Brookville Republican Legislator Dush Wants to Impeach Four Democratic Supreme Court Justices

| March 25, 2018

BROOKVILLE, Pa. (EYT) – Brookville Republican Pennsylvania Legislator Cris Dush recently introduced legislation in the Pennsylvania House of Representatives to impeach four Democratic Supreme Court justices, who he claims violated the Pennsylvania Constitution when they redrew the commonwealth’s congressional districts recently.

Dush is calling for the impeachment of Justices David Wecht, Debra McCloskey Todd, Christine Donohue and Kevin Dougherty. Those four, along with Democratic Justice Max Baer, voted to declare the 2011 Congressional reapportionment map in Pennsylvania to be unconstitutional. Baer, however, didn’t join with the other four Democrats in the decision to draw a new map, which is possibly why he isn’t part of the impeachment bill, which Dush said in a recent Facebook post wasn’t about the gerrymandering issue but instead is about what he calls an “unconstitutional theft of powers.”

“The United States of America and Commonwealth of Pennsylvania constitutions have been written to protect the people from any one branch of government overstepping the powers given to them by the people,” Dush wrote on Facebook. “The constitutions of Pennsylvania and the United States are contracts; Contracts between you, The People” and the government you hire to write (legislature), administer (executive branch) and interpret (judiciary) the law.”

Dush’s claim is the Pennsylvania Constitution does not allow any branch of the Commonwealth government to start new powers not given to them in the original constitution without the people’s will and vote, which he claims is exactly what the four Supreme Court justices did when they redrew the map.
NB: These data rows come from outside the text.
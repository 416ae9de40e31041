use rust_decimal::Decimal;
use serde::{Deserialize, Serialize};

use crate::models::{
    AnalyticsRaw, ChartPoint, CountPointRaw, TvlValuePointRaw, VolumePointRaw,
};

/// A ranked analytics section with its normalized series.
#[derive(Debug, Clone, PartialEq, Eq, Serialize, Deserialize)]
#[serde(rename_all = "camelCase")]
pub struct RankedSeries {
    pub rank: Option<i32>,
    /// Section-level figure (30d count, 30d volume, TVL ratio), when the section has one.
    pub aggregate: Option<Decimal>,
    pub points: Vec<ChartPoint>,
}

#[derive(Debug, Clone, PartialEq, Eq, Serialize, Deserialize)]
#[serde(rename_all = "camelCase")]
pub struct RankedFigure {
    pub rank: Option<i32>,
    pub value: Option<Decimal>,
}

#[derive(Debug, Clone, PartialEq, Eq, Serialize, Deserialize)]
#[serde(rename_all = "camelCase")]
pub struct HolderCount {
    pub blockchain_uid: String,
    pub count: Decimal,
}

/// Analytics overview with every series normalized into `ChartPoint`s.
#[derive(Debug, Clone, Default, PartialEq, Eq, Serialize, Deserialize)]
#[serde(rename_all = "camelCase")]
pub struct CoinAnalytics {
    pub cex_volume: Option<RankedSeries>,
    pub dex_volume: Option<RankedSeries>,
    pub dex_liquidity: Option<RankedSeries>,
    pub addresses: Option<RankedSeries>,
    pub transactions: Option<RankedSeries>,
    pub tvl: Option<RankedSeries>,
    pub revenue: Option<RankedFigure>,
    pub reports: Option<i32>,
    pub funds_invested: Option<Decimal>,
    pub treasuries: Option<Decimal>,
    pub holders: Vec<HolderCount>,
    pub holders_rank: Option<i32>,
}

fn volume_series(points: &[VolumePointRaw]) -> Vec<ChartPoint> {
    points
        .iter()
        .filter_map(|p| p.volume.map(|v| ChartPoint::new(v, p.timestamp)))
        .collect()
}

fn tvl_series(points: &[TvlValuePointRaw]) -> Vec<ChartPoint> {
    points
        .iter()
        .filter_map(|p| p.tvl.map(|v| ChartPoint::new(v, p.timestamp)))
        .collect()
}

fn count_series(points: &[CountPointRaw]) -> Vec<ChartPoint> {
    points
        .iter()
        .filter_map(|p| p.count.map(|v| ChartPoint::new(v, p.timestamp)))
        .collect()
}

impl From<AnalyticsRaw> for CoinAnalytics {
    fn from(raw: AnalyticsRaw) -> Self {
        CoinAnalytics {
            cex_volume: raw.cex_volume.map(|s| RankedSeries {
                rank: s.rank_30d,
                aggregate: None,
                points: volume_series(&s.points),
            }),
            dex_volume: raw.dex_volume.map(|s| RankedSeries {
                rank: s.rank_30d,
                aggregate: None,
                points: volume_series(&s.points),
            }),
            dex_liquidity: raw.dex_liquidity.map(|s| RankedSeries {
                rank: s.rank,
                aggregate: None,
                points: volume_series(&s.points),
            }),
            addresses: raw.addresses.map(|s| RankedSeries {
                rank: s.rank_30d,
                aggregate: s.count_30d.map(Decimal::from),
                points: count_series(&s.points),
            }),
            transactions: raw.transactions.map(|s| RankedSeries {
                rank: s.rank_30d,
                aggregate: s.volume_30d,
                points: count_series(&s.points),
            }),
            tvl: raw.tvl.map(|s| RankedSeries {
                rank: s.rank,
                aggregate: s.ratio,
                points: tvl_series(&s.points),
            }),
            revenue: raw.revenue.map(|r| RankedFigure {
                rank: r.rank_30d,
                value: r.value_30d,
            }),
            reports: raw.reports,
            funds_invested: raw.funds_invested,
            treasuries: raw.treasuries,
            holders: raw
                .holders
                .unwrap_or_default()
                .into_iter()
                .filter_map(|h| {
                    h.holders_count.map(|count| HolderCount {
                        blockchain_uid: h.blockchain_uid,
                        count,
                    })
                })
                .collect(),
            holders_rank: raw.holders_rank,
        }
    }
}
“(The court performed), as attorney Kyle Sammin noted in The Federalist, “a coup d’état” when they wrote their own piece of legislation to create their own gerrymandered congressional district map,” Dush wrote. “As Sammin noted: ‘they took the pencils out of the legislature’s hands and said ‘we’ll just write the thing ourselves.’’ They took your vote and your hand off those pencils. Your will was no longer represented, but the will of an ‘elite’ few decided for you. Your rights were stolen by the judicial branch. Your sovereignty was stolen by the courts to rewrite the laws.These justices have turned the doctrine of first principles and the Pennsylvania Constitution on their heads.”

According to Dush, the only constitutional check on misbehavior in office for the Supreme Court is impeachment.
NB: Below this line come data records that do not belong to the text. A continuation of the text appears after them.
use rust_decimal::Decimal;
use serde::{Deserialize, Serialize};

/// Analytics overview from `analytics/{uid}`.
///
/// Each section is optional: the provider omits sections it has no data for.
#[derive(Debug, Clone, Default, PartialEq, Serialize, Deserialize)]
pub struct AnalyticsRaw {
    #[serde(default)]
    pub cex_volume: Option<RankedVolumeRaw>,
    #[serde(default)]
    pub dex_volume: Option<RankedVolumeRaw>,
    #[serde(default)]
    pub dex_liquidity: Option<LiquidityRaw>,
    #[serde(default)]
    pub addresses: Option<AddressesRaw>,
    #[serde(default)]
    pub transactions: Option<TransactionsRaw>,
    #[serde(default)]
    pub revenue: Option<RevenueRaw>,
    #[serde(default)]
    pub tvl: Option<TvlRaw>,
    #[serde(default)]
    pub reports: Option<i32>,
    #[serde(default, deserialize_with = "super::lenient::decimal")]
    pub funds_invested: Option<Decimal>,
    #[serde(default, deserialize_with = "super::lenient::decimal")]
    pub treasuries: Option<Decimal>,
    #[serde(default)]
    pub holders: Option<Vec<HolderBlockchainRaw>>,
    #[serde(default)]
    pub holders_rank: Option<i32>,
}

#[derive(Debug, Clone, PartialEq, Serialize, Deserialize)]
pub struct RankedVolumeRaw {
    #[serde(default)]
    pub rank_30d: Option<i32>,
    #[serde(default)]
    pub points: Vec<VolumePointRaw>,
}

#[derive(Debug, Clone, PartialEq, Serialize, Deserialize)]
pub struct LiquidityRaw {
    #[serde(default)]
    pub rank: Option<i32>,
    #[serde(default)]
    pub points: Vec<VolumePointRaw>,
}

#[derive(Debug, Clone, PartialEq, Serialize, Deserialize)]
pub struct AddressesRaw {
    #[serde(default)]
    pub rank_30d: Option<i32>,
    #[serde(default, deserialize_with = "super::lenient::count")]
    pub count_30d: Option<i64>,
    #[serde(default)]
    pub points: Vec<CountPointRaw>,
}

#[derive(Debug, Clone, PartialEq, Serialize, Deserialize)]
pub struct TransactionsRaw {
    #[serde(default)]
    pub rank_30d: Option<i32>,
    #[serde(default, deserialize_with = "super::lenient::decimal")]
    pub volume_30d: Option<Decimal>,
    #[serde(default)]
    pub points: Vec<CountPointRaw>,
}

#[derive(Debug, Clone, PartialEq, Serialize, Deserialize)]
pub struct RevenueRaw {
    #[serde(default)]
    pub rank_30d: Option<i32>,
    #[serde(default, deserialize_with = "super::lenient::decimal")]
    pub value_30d: Option<Decimal>,
}

#[derive(Debug, Clone, PartialEq, Serialize, Deserialize)]
pub struct TvlRaw {
    #[serde(default)]
    pub rank: Option<i32>,
    #[serde(default, deserialize_with = "super::lenient::decimal")]
    pub ratio: Option<Decimal>,
    #[serde(default)]
    pub points: Vec<TvlValuePointRaw>,
}

#[derive(Debug, Clone, PartialEq, Serialize, Deserialize)]
pub struct VolumePointRaw {
    pub timestamp: i64,
    #[serde(default, deserialize_with = "super::lenient::decimal")]
    pub volume: Option<Decimal>,
}

/// Count points. The count arrives as a string or as a number.
#[derive(Debug, Clone, PartialEq, Serialize, Deserialize)]
pub struct CountPointRaw {
    pub timestamp: i64,
    #[serde(default, deserialize_with = "super::lenient::decimal")]
    pub count: Option<Decimal>,
}

#[derive(Debug, Clone, PartialEq, Serialize, Deserialize)]
pub struct TvlValuePointRaw {
    pub timestamp: i64,
    #[serde(default, deserialize_with = "super::lenient::decimal")]
    pub tvl: Option<Decimal>,
}

#[derive(Debug, Clone, PartialEq, Serialize, Deserialize)]
pub struct HolderBlockchainRaw {
    pub blockchain_uid: String,
    #[serde(default, deserialize_with = "super::lenient::decimal")]
    pub holders_count: Option<Decimal>,
}

/// Ranking row carrying one value per window.
#[derive(Debug, Clone, PartialEq, Serialize, Deserialize)]
pub struct RankMultiValueRaw {
    pub uid: String,
    #[serde(default, deserialize_with = "super::lenient::decimal")]
    pub value_1d: Option<Decimal>,
    #[serde(default, deserialize_with = "super::lenient::decimal")]
    pub value_7d: Option<Decimal>,
    #[serde(default, deserialize_with = "super::lenient::decimal")]
    pub value_30d: Option<Decimal>,
}

/// Ranking row carrying a single value.
#[derive(Debug, Clone, PartialEq, Serialize, Deserialize)]
pub struct RankValueRaw {
    pub uid: String,
    #[serde(default, deserialize_with = "super::lenient::decimal")]
    pub value: Option<Decimal>,
}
“We started that process March 19,” Dush said. “House Resolutions 766, 767, 768 and 769 have respectively been put forward to begin the impeachment process for Justices David Wecht, Debra Todd, Christine Donahue and Kevin Dougherty.”

Dush’s impeachment bills were presented a day after the United States Supreme Court declined to block the new congressional map from taking effect for the May primary.

How far will Dush’s bill go?

No one is certain.

The bill would have to be brought up for a vote on the House floor, no certainty, at which point the House would have to find that the judges have committed an impeachable offense. That would be a strict majority vote.

But, House GOP spokesman Steve Miskin wasn’t ready Tuesday to comment on if the House would take up the matter.

“We will have to review the evidence and check whether all of the leaders and 102 members of the House want to pursue that remedy,” Miskin told the Philadelphia Inquirer. “It is not a decision to be made lightly, and we have not had those discussions.”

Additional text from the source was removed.